Wie sich die Zeitung in der folgenden Hochkonjunktur schlug und bis in die heutige Zeit retten konnte, das beschreibt Adrian Scherrer im Historischen Lexikon der Schweiz. Der
Zürcher Unterländer wird charakterisiert als «
Tageszeitung im Kanton Zürich, die 1949 aus der 1850 gegründeten und vom Bauernpolitiker Fritz Bopp geprägten "Bülach-Dielsdorfer Wochen-Zeitung" und dem "Lägern-Bote" hervorging. Der bäuerlich-demokratische unabhängige "Zürcher Unterländer" erschien bis 1960 dreimal pro Woche in Bülach. 1955 übernahm die Akeret AG in Bassersdorf, die auch das freisinnige Konkurrenzblatt "Zürichbieter" verlegte, den Zürcher Unterländer und baute ihn zur Tageszeitung aus. Unter Chefredaktor Erhard Szabel (1963-1989) arbeiteten beide Titel eng zusammen, bis sie 1989 nach dem Verkauf der Akeret AG an die Annoncenfirma Ofa fusionierten. Als parteiunabhängige Forumszeitung erreichte der Zürcher Unterländer darauf eine führende Stellung in den Bezirken Bülach und Dielsdorf. 2006 wurde das "Neue Bülacher Tagblatt" als Kopfblatt integriert. 2010 erwarb die Tamedia AG den Zürcher Unterländer, die ihn per 2011 in den Verbund der Zürcher Regionalzeitungen eingliederte.» (
HLS-Artikel Zürcher Unterländer, Stand 24. Februar 2014)

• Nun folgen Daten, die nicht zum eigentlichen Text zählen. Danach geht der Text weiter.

// Copyright AGNTCY Contributors (https://github.com/agntcy)
// SPDX-License-Identifier: Apache-2.0

//! Route table of the gateway.
//!
//! | route                      | rpc              |
//! |----------------------------|------------------|
//! | `POST /v1/customers`       | `CreateCustomer` |
//! | `GET /v1/customers?keyword` | `GetCustomers`  |
//!
//! Streamed results are written as newline-delimited JSON, one
//! `{"result": ...}` object per record. A failure after the first record
//! ends the body with an `{"error": ...}` line.

use std::sync::Arc;

use axum::body::Body;
use axum::extract::rejection::{JsonRejection, QueryRejection};
use axum::extract::{Query, State};
use axum::response::{IntoResponse, Response};
use axum::routing::post;
use axum::{Json, Router};
use bytes::Bytes;
use futures::Stream;
use http::{HeaderMap, HeaderValue, Method, Uri, header};
use patron_service::api::{CreateResult, CustomerFilter, CustomerRecord, CustomerServiceClient};
use serde::{Deserialize, Serialize};
use tonic::transport::Channel;
use tonic::{Request, Status, Streaming};
use tower_http::trace::TraceLayer;
use tracing::debug;

use crate::headers::{AllowList, forward_headers};
use crate::status::{ApiError, ErrorBody};

pub const CUSTOMERS_PATH: &str = "/v1/customers";

const NDJSON: &str = "application/x-ndjson";

/// Shared by all requests: one backend client and the header allow-list.
#[derive(Debug, Clone)]
pub struct GatewayState {
    client: CustomerServiceClient<Channel>,
    allow_list: Arc<AllowList>,
}

impl GatewayState {
    pub fn new(channel: Channel, allow_list: AllowList) -> Self {
        Self {
            client: CustomerServiceClient::new(channel),
            allow_list: Arc::new(allow_list),
        }
    }

    fn request<T>(&self, headers: &HeaderMap, message: T) -> Request<T> {
        let mut request = Request::new(message);
        *request.metadata_mut() = forward_headers(headers, &self.allow_list);
        request
    }
}

pub fn router(state: GatewayState) -> Router {
    Router::new()
        .route(
            CUSTOMERS_PATH,
            post(create_customer)
                .get(get_customers)
                .fallback(method_not_allowed),
        )
        .fallback(not_found)
        .layer(TraceLayer::new_for_http())
        .with_state(state)
}

async fn create_customer(
    State(state): State<GatewayState>,
    headers: HeaderMap,
    payload: Result<Json<CustomerRecord>, JsonRejection>,
) -> Result<Json<CreateResult>, ApiError> {
    let Json(record) = payload.map_err(|e| ApiError::invalid_argument(e.body_text()))?;
    debug!(id = record.id, "forwarding create customer");

    let request = state.request(&headers, record);
    let result = state.client.clone().create_customer(request).await?;

    Ok(Json(result.into_inner()))
}

#[derive(Debug, Default, Deserialize)]
#[serde(default)]
struct ListParams {
    keyword: String,
}

async fn get_customers(
    State(state): State<GatewayState>,
    headers: HeaderMap,
    params: Result<Query<ListParams>, QueryRejection>,
) -> Result<Response, ApiError> {
    let Query(params) = params.map_err(|e| ApiError::invalid_argument(e.body_text()))?;
    debug!(keyword = %params.keyword, "forwarding get customers");

    let filter = CustomerFilter {
        keyword: params.keyword,
    };
    let request = state.request(&headers, filter);
    let stream = state.client.clone().get_customers(request).await?.into_inner();

    let body = Body::from_stream(ndjson(stream));
    Ok(([(header::CONTENT_TYPE, HeaderValue::from_static(NDJSON))], body).into_response())
}

async fn method_not_allowed(method: Method, uri: Uri) -> Response {
    let status = Status::unimplemented(format!("method {} not allowed on {}", method, uri.path()));
    let mut response = ApiError::from(status).into_response();
    *response.status_mut() = http::StatusCode::METHOD_NOT_ALLOWED;
    response
}

async fn not_found(uri: Uri) -> ApiError {
    ApiError::not_found(format!("no route for {}", uri.path()))
}

/// One line of a streamed response.
#[derive(Debug, Serialize, Deserialize)]
#[serde(rename_all = "lowercase")]
pub enum StreamChunk {
    Result(CustomerRecord),
    Error(ErrorBody),
}

impl StreamChunk {
    fn encode(&self) -> Result<Bytes, serde_json::Error> {
        let mut line = serde_json::to_vec(self)?;
        line.push(b'\n');
        Ok(Bytes::from(line))
    }
}

/// Turn the record stream into JSON lines. The body stops after the first
/// error line.
fn ndjson(
    stream: Streaming<CustomerRecord>,
) -> impl Stream<Item = Result<Bytes, serde_json::Error>> + Send + 'static {
    futures::stream::unfold(Some(stream), |state| async move {
        let mut stream = state?;

        match stream.message().await {
            Ok(Some(record)) => Some((StreamChunk::Result(record).encode(), Some(stream))),
            Ok(None) => None,
            Err(status) => {
                debug!(code = ?status.code(), "customer stream failed");
                Some((StreamChunk::Error(ErrorBody::from(&status)).encode(), None))
            }
        }
    })
}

Scherrer nennt drei Jahre als Eckdaten, die diese Entwicklung in Richtung einer führenden Stellung belegen sollen. Wir reichern sie hier noch mit den Bevölkerungszahlen der beiden Bezirke (Dielsdorf und Bülach) sowie der Marktdurchdringung in Prozent der Einwohnerzahl an:
- 1966: 104921 Einwohner, Auflage: 4206, entspr. 4.0 Prozent
- 1998: 169858 Einwohner, Auflage: 18657, entspr. 11.0 Prozent (Realwachstum Faktor 2.8!)

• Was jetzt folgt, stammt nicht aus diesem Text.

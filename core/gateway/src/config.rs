// Copyright AGNTCY Contributors (https://github.com/agntcy)
// SPDX-License-Identifier: Apache-2.0

use std::net::SocketAddr;

use patron_config::component::configuration::Configuration;
use patron_config::grpc::client::ClientConfig;
use serde::{Deserialize, Serialize};

use crate::errors::GatewayError;
use crate::headers::AllowList;

fn default_endpoint() -> String {
    "0.0.0.0:8081".to_string()
}

fn default_forward_headers() -> Vec<String> {
    vec![
        patron_auth::LOGIN_KEY.to_string(),
        patron_auth::PASSWORD_KEY.to_string(),
    ]
}

#[derive(Debug, Clone, PartialEq, Serialize, Deserialize)]
#[serde(deny_unknown_fields)]
pub struct GatewayConfig {
    /// Address the HTTP listener binds to
    #[serde(default = "default_endpoint")]
    pub endpoint: String,

    /// How to reach the customer service
    pub backend: ClientConfig,

    /// HTTP headers copied into the gRPC metadata of each call.
    /// Anything else is dropped.
    #[serde(default = "default_forward_headers")]
    pub forward_headers: Vec<String>,
}

impl GatewayConfig {
    pub fn new(endpoint: &str, backend: ClientConfig) -> Self {
        Self {
            endpoint: endpoint.to_string(),
            backend,
            forward_headers: default_forward_headers(),
        }
    }

    pub fn with_forward_headers(self, forward_headers: &[&str]) -> Self {
        Self {
            forward_headers: forward_headers.iter().map(|h| h.to_string()).collect(),
            ..self
        }
    }

    pub fn socket_addr(&self) -> Result<SocketAddr, GatewayError> {
        if self.endpoint.is_empty() {
            return Err(GatewayError::MissingEndpoint);
        }

        Ok(self.endpoint.parse()?)
    }

    pub fn allow_list(&self) -> Result<AllowList, GatewayError> {
        AllowList::new(&self.forward_headers)
    }
}

impl Configuration for GatewayConfig {
    type Error = GatewayError;

    fn validate(&self) -> Result<(), Self::Error> {
        self.socket_addr()?;
        self.backend.validate()?;
        self.allow_list()?;
        Ok(())
    }
}

#[cfg(test)]
mod tests {
    use patron_config::tls::client::TlsClientConfig;

    use super::*;

    fn backend() -> ClientConfig {
        ClientConfig::with_endpoint("127.0.0.1:7777").with_tls_setting(TlsClientConfig::insecure())
    }

    #[test]
    fn test_validate() {
        assert!(GatewayConfig::new("127.0.0.1:8081", backend()).validate().is_ok());

        assert!(matches!(
            GatewayConfig::new("", backend()).validate(),
            Err(GatewayError::MissingEndpoint)
        ));
        assert!(matches!(
            GatewayConfig::new("localhost", backend()).validate(),
            Err(GatewayError::EndpointParse(_))
        ));
        assert!(matches!(
            GatewayConfig::new("127.0.0.1:8081", ClientConfig::default()).validate(),
            Err(GatewayError::Backend(_))
        ));

        let config =
            GatewayConfig::new("127.0.0.1:8081", backend()).with_forward_headers(&["bad header"]);
        assert!(matches!(
            config.validate(),
            Err(GatewayError::InvalidHeader(_))
        ));
    }

    #[test]
    fn test_deserialize() {
        let yaml = r#"
backend:
  endpoint: "https://localhost:7777"
  tls:
    ca_file: "/etc/patron/ca.crt"
"#;
        let config: GatewayConfig = serde_yaml::from_str(yaml).unwrap();
        assert_eq!(config.endpoint, "0.0.0.0:8081");
        assert_eq!(config.forward_headers, vec!["login", "password"]);

        let yaml = r#"
endpoint: "127.0.0.1:9090"
backend:
  endpoint: "localhost:7777"
forward_headers: [login, password, x-request-id]
"#;
        let config: GatewayConfig = serde_yaml::from_str(yaml).unwrap();
        assert_eq!(config.socket_addr().unwrap().port(), 9090);
        assert_eq!(config.forward_headers.len(), 3);

        let yaml = r#"
backend:
  endpoint: "localhost:7777"
routes: []
"#;
        assert!(serde_yaml::from_str::<GatewayConfig>(yaml).is_err());
    }
}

- 2012: 218225 Einwohner, Auflage: 19878, entspr. 9.1 Prozent (Einbusse 17% seit 1998)
Man sieht hier deutlich, wie (neben dem Internet) auch das Auftauchen der Tamedia-Gruppe im Unterland den hiesigen Zeitungen zu schaffen gemacht hat.
Der Konzentrationsprozess, der im Unterland 1903 mit der Zusammenarbeit der Zeitungen «Der Wehntaler» und «Die Glatt» begonnen hatte, ist damit nach etwas mehr als einem Jahrhundert zu einem zumindest regionalen Abschluss gekommen.
Quellen und Literatur
- Vögeli, R.: Aus der Geschichte der zürcherischen Presse. Separatabdruck aus: „Das Buch der Schweiz. Zeitungsverleger“. Festschrift zum 25-jährigen Jubiläum des Schweiz. Zeitungsverlegervereins. Luzern 1925. [StAZH Bf 510; Separatdruck: StAZH Dd 1511]

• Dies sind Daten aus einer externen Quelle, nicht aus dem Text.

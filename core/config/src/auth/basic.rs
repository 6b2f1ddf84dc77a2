// Copyright AGNTCY Contributors (https://github.com/agntcy)
// SPDX-License-Identifier: Apache-2.0

use patron_auth::credentials::BasicCredentials;
use patron_auth::errors::AuthError;
use patron_auth::identity::StaticIdentity;
use serde::{Deserialize, Serialize};

use crate::component::configuration::Configuration;
use crate::opaque::OpaqueString;

/// Login/password pair. On the server it is the identity every call is
/// validated against; on a client it is the pair attached to each call.
#[derive(Debug, Serialize, Deserialize, Clone, PartialEq)]
pub struct Config {
    /// The login of the caller.
    login: String,

    /// The password for the login.
    password: OpaqueString,

    /// Client id issued to callers presenting this pair. Defaults to the login.
    #[serde(default, skip_serializing_if = "Option::is_none")]
    client_id: Option<String>,
}

impl Config {
    /// Create a new Config
    pub fn new(login: &str, password: &str) -> Self {
        Config {
            login: login.to_string(),
            password: OpaqueString::new(password),
            client_id: None,
        }
    }

    /// Set the client id issued on successful validation
    pub fn with_client_id(self, client_id: &str) -> Self {
        Config {
            client_id: Some(client_id.to_string()),
            ..self
        }
    }

    /// Get the login
    pub fn login(&self) -> &str {
        &self.login
    }

    /// Get the password
    pub fn password(&self) -> &OpaqueString {
        &self.password
    }

    /// Get the client id
    pub fn client_id(&self) -> &str {
        self.client_id.as_deref().unwrap_or(&self.login)
    }

    /// Build the verifier used by the server interceptor.
    pub fn to_verifier(&self) -> Result<StaticIdentity, AuthError> {
        StaticIdentity::new(self.login(), self.password().as_ref(), self.client_id())
    }

    /// Build the credentials attached by a client.
    pub fn to_credentials(&self) -> Result<BasicCredentials, AuthError> {
        self.validate()?;
        Ok(BasicCredentials::new(self.login(), self.password().as_ref()))
    }
}

impl Configuration for Config {
    type Error = AuthError;

    fn validate(&self) -> Result<(), Self::Error> {
        match (self.login(), self.password().as_ref(), self.client_id()) {
            ("", _, _) => Err(AuthError::ConfigError("login is empty".to_string())),
            (_, "", _) => Err(AuthError::ConfigError("password is empty".to_string())),
            (_, _, "") => Err(AuthError::ConfigError("client id is empty".to_string())),
            _ => Ok(()),
        }
    }
}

- Blaser, F.: Bibliographie der Schweizer Presse, Bd. 1, Basel 1956; Bd. 2, Basel 1958.
Brandenberger, U.: «Saufgelage!» – Statthalter verklagt Gemeinderatsschreiber. Öffentliche Schlammschlacht anlässlich der Wahlen 1866.
Weiacher Geschichte(n) Nr. 55. In: Mitteilungen für die Gemeinde Weiach (MGW), Juni 2004.
Brandenberger, U.: Komplizierte Zeitungsnamen-Geschichte.
WeiachBlog Nr. 443, 1. Mai 2007.
- Brandenberger, U.: Synchronopse der abonnierten Zeitungen des Zürcher Unterlands. WeiachBlog Nr. 2132, 14. Juli 2024.